Nuove date per il premesso premio di Rudy Guede. Trentasei ore, dal 25 al 26 giugno. Sabato e domenica prossimi. A renderlo noto è l’Ufficio Stampa di Rudy Guede, il ragazzo di 29 anni detenuto nel carcere di Viterbo e dichiaratosi da sempre innocente in merito alla condanna per concorso in omicidio nella morte di Meredith Kercher, uccisa a Perugia il 1 novembre 2007. Rudy Guede trascorrerà il permesso a Viterbo in una struttura del Gavac, associazione di assistenti, volontari e animatori carcerari, seguito dal gruppo di lavoro creato dal Centro per gli Studi Criminologici a sostegno dell’innocenza di Guede.

“Permesso premio – spiega Guede – significa concepire finalmente un spazio nuovo. Vedere altri al di fuori delle persone che vedi sempre. Permesso premio significa rientrare a contatto per un attimo con la spontaneità del mondo”.

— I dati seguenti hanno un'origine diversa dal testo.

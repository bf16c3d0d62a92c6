//! Form handlers behind the overview controls (PRG).
//!
//! Outcomes are deliberately not reported back: an unknown id or an
//! unsupported operation simply redirects to the overview unchanged.

use axum::extract::{Form, Path, State};
use axum::response::Redirect;
use serde::Deserialize;

use homedeck_domain::id::DeviceId;

use crate::state::AppState;

/// Form data posted by a slider.
#[derive(Deserialize)]
pub struct ValueForm {
    pub value: f64,
}

/// `POST /devices/:id/toggle` — flip a light or lock, back to `/`.
pub async fn toggle(State(state): State<AppState>, Path(id): Path<String>) -> Redirect {
    let _ = state.registry.toggle_device(&DeviceId::from(id));
    Redirect::to("/")
}

/// `POST /devices/:id/value` — set a thermostat or fan, back to `/`.
pub async fn set_value(
    State(state): State<AppState>,
    Path(id): Path<String>,
    Form(form): Form<ValueForm>,
) -> Redirect {
    let _ = state
        .registry
        .set_device_value(&DeviceId::from(id), form.value);
    Redirect::to("/")
}
//! Device — a simulated controllable thing shown as a card on the dashboard.

mod kind;
mod state;

pub use kind::DeviceKind;
pub use state::{DeviceState, StateLabel};

use serde::{Deserialize, Serialize};

use crate::error::{HomeDeckError, UnsupportedError, ValidationError};
use crate::id::DeviceId;

/// A simulated device and its current state.
#[derive(Debug, Clone, PartialEq, Serialize, Deserialize)]
pub struct Device {
    pub id: DeviceId,
    pub name: String,
    pub kind: DeviceKind,
    pub state: DeviceState,
    pub description: String,
    /// Name of the icon the dashboard renders for this device.
    pub icon: String,
}

impl Device {
    /// Create a builder for constructing a [`Device`].
    #[must_use]
    pub fn builder() -> DeviceBuilder {
        DeviceBuilder::default()
    }

    /// Check domain invariants.
    ///
    /// # Errors
    ///
    /// Returns [`HomeDeckError::Validation`] when the id or name is empty,
    /// or when the state does not fit the device kind.
    pub fn validate(&self) -> Result<(), HomeDeckError> {
        if self.id.is_empty() {
            return Err(ValidationError::EmptyDeviceId.into());
        }
        if self.name.is_empty() {
            return Err(ValidationError::EmptyName.into());
        }
        if !self.state.fits(self.kind) {
            return Err(ValidationError::StateMismatch {
                kind: self.kind,
                state: self.state,
            }
            .into());
        }
        Ok(())
    }

    /// Flip a light between ON/OFF or a lock between LOCKED/UNLOCKED.
    ///
    /// Returns the new label.
    ///
    /// # Errors
    ///
    /// Returns [`HomeDeckError::Unsupported`] for thermostats and fans; the
    /// state is left untouched.
    pub fn toggle(&mut self) -> Result<StateLabel, HomeDeckError> {
        let label = match self.state {
            DeviceState::Label(label) if self.kind.is_toggleable() => label.flipped(),
            _ => {
                return Err(UnsupportedError {
                    operation: "toggle",
                    kind: self.kind,
                }
                .into());
            }
        };
        self.state = DeviceState::Label(label);
        Ok(label)
    }

    /// Overwrite the numeric reading of a thermostat or fan.
    ///
    /// No range is enforced here; min/max belong to the control that
    /// produced the value.
    ///
    /// # Errors
    ///
    /// Returns [`HomeDeckError::Validation`] when the device holds labels
    /// or `value` is not finite. The state is left untouched.
    pub fn set_value(&mut self, value: f64) -> Result<(), HomeDeckError> {
        if !value.is_finite() {
            return Err(ValidationError::NonFiniteValue(value).into());
        }
        let state = DeviceState::Reading(value);
        if !state.fits(self.kind) {
            return Err(ValidationError::StateMismatch {
                kind: self.kind,
                state,
            }
            .into());
        }
        self.state = state;
        Ok(())
    }
}

/// Step-by-step builder for [`Device`].
#[derive(Debug, Default)]
pub struct DeviceBuilder {
    id: Option<DeviceId>,
    name: Option<String>,
    kind: Option<DeviceKind>,
    state: Option<DeviceState>,
    description: Option<String>,
    icon: Option<String>,
}

impl DeviceBuilder {
    #[must_use]
    pub fn id(mut self, id: impl Into<DeviceId>) -> Self {
        self.id = Some(id.into());
        self
    }

    #[must_use]
    pub fn name(mut self, name: impl Into<String>) -> Self {
        self.name = Some(name.into());
        self
    }

    #[must_use]
    pub fn kind(mut self, kind: DeviceKind) -> Self {
        self.kind = Some(kind);
        self
    }

    #[must_use]
    pub fn state(mut self, state: impl Into<DeviceState>) -> Self {
        self.state = Some(state.into());
        self
    }

    #[must_use]
    pub fn description(mut self, description: impl Into<String>) -> Self {
        self.description = Some(description.into());
        self
    }

    #[must_use]
    pub fn icon(mut self, icon: impl Into<String>) -> Self {
        self.icon = Some(icon.into());
        self
    }

    /// Consume the builder, validate, and return a [`Device`].
    ///
    /// Without an explicit state, lights start OFF, locks LOCKED and numeric
    /// devices at `0`. Without a kind, the device is a light.
    ///
    /// # Errors
    ///
    /// Returns [`HomeDeckError::Validation`] if the id or name is missing,
    /// or the state does not fit the kind.
    pub fn build(self) -> Result<Device, HomeDeckError> {
        let kind = self.kind.unwrap_or(DeviceKind::Light);
        let state = self.state.unwrap_or(match kind {
            DeviceKind::Light => DeviceState::Label(StateLabel::Off),
            DeviceKind::Lock => DeviceState::Label(StateLabel::Locked),
            DeviceKind::Thermostat | DeviceKind::Fan => DeviceState::Reading(0.0),
        });
        let device = Device {
            id: self.id.unwrap_or_else(|| DeviceId::new("")),
            name: self.name.unwrap_or_default(),
            kind,
            state,
            description: self.description.unwrap_or_default(),
            icon: self.icon.unwrap_or_default(),
        };
        device.validate()?;
        Ok(device)
    }
}
//! Device registry — owns the fixed device set and the action log.
//!
//! The registry is constructed once at startup and handed to whoever drives
//! it. Devices are never added or removed afterwards; only their state
//! changes. Every operation addressed to an unknown device id leaves both the
//! devices and the log untouched and reports [`HomeDeckError::NotFound`],
//! which callers are free to ignore.

use serde::{Deserialize, Serialize};

use crate::action_log::{ActionLog, LogEntry};
use crate::device::{Device, DeviceState};
use crate::error::{HomeDeckError, NotFoundError, ValidationError};
use crate::id::DeviceId;
use crate::time;

/// Which operations append to the action log.
#[derive(Debug, Clone, Copy, PartialEq, Eq, Serialize, Deserialize)]
#[serde(default)]
pub struct LogPolicy {
    /// Log `Set to <LABEL>` after each successful toggle.
    pub toggles: bool,
    /// Log `Set to <value>` after each successful value change.
    pub value_changes: bool,
}

impl Default for LogPolicy {
    fn default() -> Self {
        Self {
            toggles: true,
            value_changes: false,
        }
    }
}

/// In-memory registry of devices plus their action log.
#[derive(Debug, Clone)]
pub struct DeviceRegistry {
    devices: Vec<Device>,
    log: ActionLog,
    user: String,
    policy: LogPolicy,
}

impl DeviceRegistry {
    /// Create a builder for constructing a [`DeviceRegistry`].
    #[must_use]
    pub fn builder() -> DeviceRegistryBuilder {
        DeviceRegistryBuilder::default()
    }

    /// Look up a device by id.
    #[must_use]
    pub fn get(&self, id: &DeviceId) -> Option<&Device> {
        self.devices.iter().find(|device| &device.id == id)
    }

    /// All devices in startup order.
    #[must_use]
    pub fn devices(&self) -> &[Device] {
        &self.devices
    }

    /// The action log, newest entry first.
    #[must_use]
    pub fn history(&self) -> &ActionLog {
        &self.log
    }

    /// Identity recorded as the acting user in every log entry.
    #[must_use]
    pub fn user(&self) -> &str {
        &self.user
    }

    #[must_use]
    pub fn policy(&self) -> LogPolicy {
        self.policy
    }

    /// Flip a light or lock and, per policy, log the resulting label.
    ///
    /// # Errors
    ///
    /// Returns [`HomeDeckError::NotFound`] for an unknown id and
    /// [`HomeDeckError::Unsupported`] for numeric devices. Neither changes
    /// any state or log entry.
    pub fn toggle(&mut self, id: &DeviceId) -> Result<&Device, HomeDeckError> {
        let index = self.position(id)?;
        let label = self.devices[index].toggle()?;
        if self.policy.toggles {
            self.append(id.clone(), format!("Set to {label}"));
        }
        Ok(&self.devices[index])
    }

    /// Overwrite the reading of a thermostat or fan.
    ///
    /// Only logged when [`LogPolicy::value_changes`] is enabled.
    ///
    /// # Errors
    ///
    /// Returns [`HomeDeckError::NotFound`] for an unknown id and
    /// [`HomeDeckError::Validation`] when the device holds labels or the
    /// value is not finite.
    pub fn set_value(&mut self, id: &DeviceId, value: f64) -> Result<&Device, HomeDeckError> {
        let index = self.position(id)?;
        self.devices[index].set_value(value)?;
        if self.policy.value_changes {
            let state = DeviceState::Reading(value);
            self.append(id.clone(), format!("Set to {state}"));
        }
        Ok(&self.devices[index])
    }

    /// Prepend a free-text entry for `id`, attributed to the registry user.
    ///
    /// # Errors
    ///
    /// Returns [`HomeDeckError::NotFound`] when `id` is not a registered
    /// device; nothing is logged in that case.
    pub fn log(
        &mut self,
        id: &DeviceId,
        action: impl Into<String>,
    ) -> Result<&LogEntry, HomeDeckError> {
        self.position(id)?;
        Ok(self.append(id.clone(), action.into()))
    }

    fn append(&mut self, device: DeviceId, action: String) -> &LogEntry {
        self.log.record(LogEntry {
            time: time::now(),
            device,
            action,
            user: self.user.clone(),
        })
    }

    fn position(&self, id: &DeviceId) -> Result<usize, HomeDeckError> {
        self.devices
            .iter()
            .position(|device| &device.id == id)
            .ok_or_else(|| {
                NotFoundError {
                    entity: "Device",
                    id: id.to_string(),
                }
                .into()
            })
    }
}

/// Step-by-step builder for [`DeviceRegistry`].
#[derive(Debug, Default)]
pub struct DeviceRegistryBuilder {
    devices: Vec<Device>,
    history: Vec<LogEntry>,
    user: Option<String>,
    policy: LogPolicy,
}

impl DeviceRegistryBuilder {
    #[must_use]
    pub fn device(mut self, device: Device) -> Self {
        self.devices.push(device);
        self
    }

    #[must_use]
    pub fn devices(mut self, devices: impl IntoIterator<Item = Device>) -> Self {
        self.devices.extend(devices);
        self
    }

    /// Pre-existing log entries, given oldest first.
    #[must_use]
    pub fn history(mut self, entries: impl IntoIterator<Item = LogEntry>) -> Self {
        self.history.extend(entries);
        self
    }

    #[must_use]
    pub fn user(mut self, user: impl Into<String>) -> Self {
        self.user = Some(user.into());
        self
    }

    #[must_use]
    pub fn policy(mut self, policy: LogPolicy) -> Self {
        self.policy = policy;
        self
    }

    /// Consume the builder, validate, and return a [`DeviceRegistry`].
    ///
    /// # Errors
    ///
    /// Returns [`HomeDeckError::Validation`] when the user is missing or
    /// empty, a device is invalid, or two devices share an id.
    pub fn build(self) -> Result<DeviceRegistry, HomeDeckError> {
        let user = self.user.unwrap_or_default();
        if user.is_empty() {
            return Err(ValidationError::EmptyUser.into());
        }

        for (index, device) in self.devices.iter().enumerate() {
            device.validate()?;
            if self.devices[..index].iter().any(|d| d.id == device.id) {
                return Err(ValidationError::DuplicateDevice(device.id.clone()).into());
            }
        }

        let mut log = ActionLog::new();
        for entry in self.history {
            log.record(entry);
        }

        Ok(DeviceRegistry {
            devices: self.devices,
            log,
            user,
            policy: self.policy,
        })
    }
}
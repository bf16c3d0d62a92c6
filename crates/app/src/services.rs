//! Application services — use-case implementations.

pub mod registry_service;
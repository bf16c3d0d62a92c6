//! # homedeck-domain
//!
//! Pure domain model for the homedeck smart-home dashboard.
//!
//! ## Responsibilities
//! - Foundational types: typed identifiers, error conventions, timestamps
//! - Define **Devices** (simulated lights, locks, thermostats, fans) and the
//!   rules that govern how their state may change
//! - Define the **Action Log** (most-recent-first record of state changes)
//! - Define the **Device Registry** that owns both and enforces the invariants
//! - Provide the default device **Catalog** loaded at startup
//!
//! ## Dependency rule
//! This crate has **no internal dependencies**.
//! It must never import anything from `app`, adapters, or external IO crates.

pub mod error;
pub mod id;
pub mod time;

pub mod action_log;
pub mod catalog;
pub mod device;
pub mod registry;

A regolare la concessione dei permessi premio per i detenuti, l’articolo 30-ter dell’ordinamento penitenziario. “Ai condannati che hanno tenuto regolare condotta” e che “non risultano socialmente pericolosi, il magistrato di sorveglianza, sentito il direttore dell’istituto, può concedere permessi premio di durata non superiore ogni volta a quindici giorni”. I permessi sono poi concessi “per consentire di coltivare interessi affettivi, culturali o di lavoro. La durata dei permessi non può superare complessivamente quarantacinque giorni in ciascun anno di espiazione”. Infine, la condotta dei condannati è da considerarsi “regolare” quando “i soggetti, durante la detenzione, hanno manifestato costante senso di responsabilità e correttezza nel comportamento personale, nelle attività organizzate negli istituti e nelle eventuali attività lavorative o culturali”.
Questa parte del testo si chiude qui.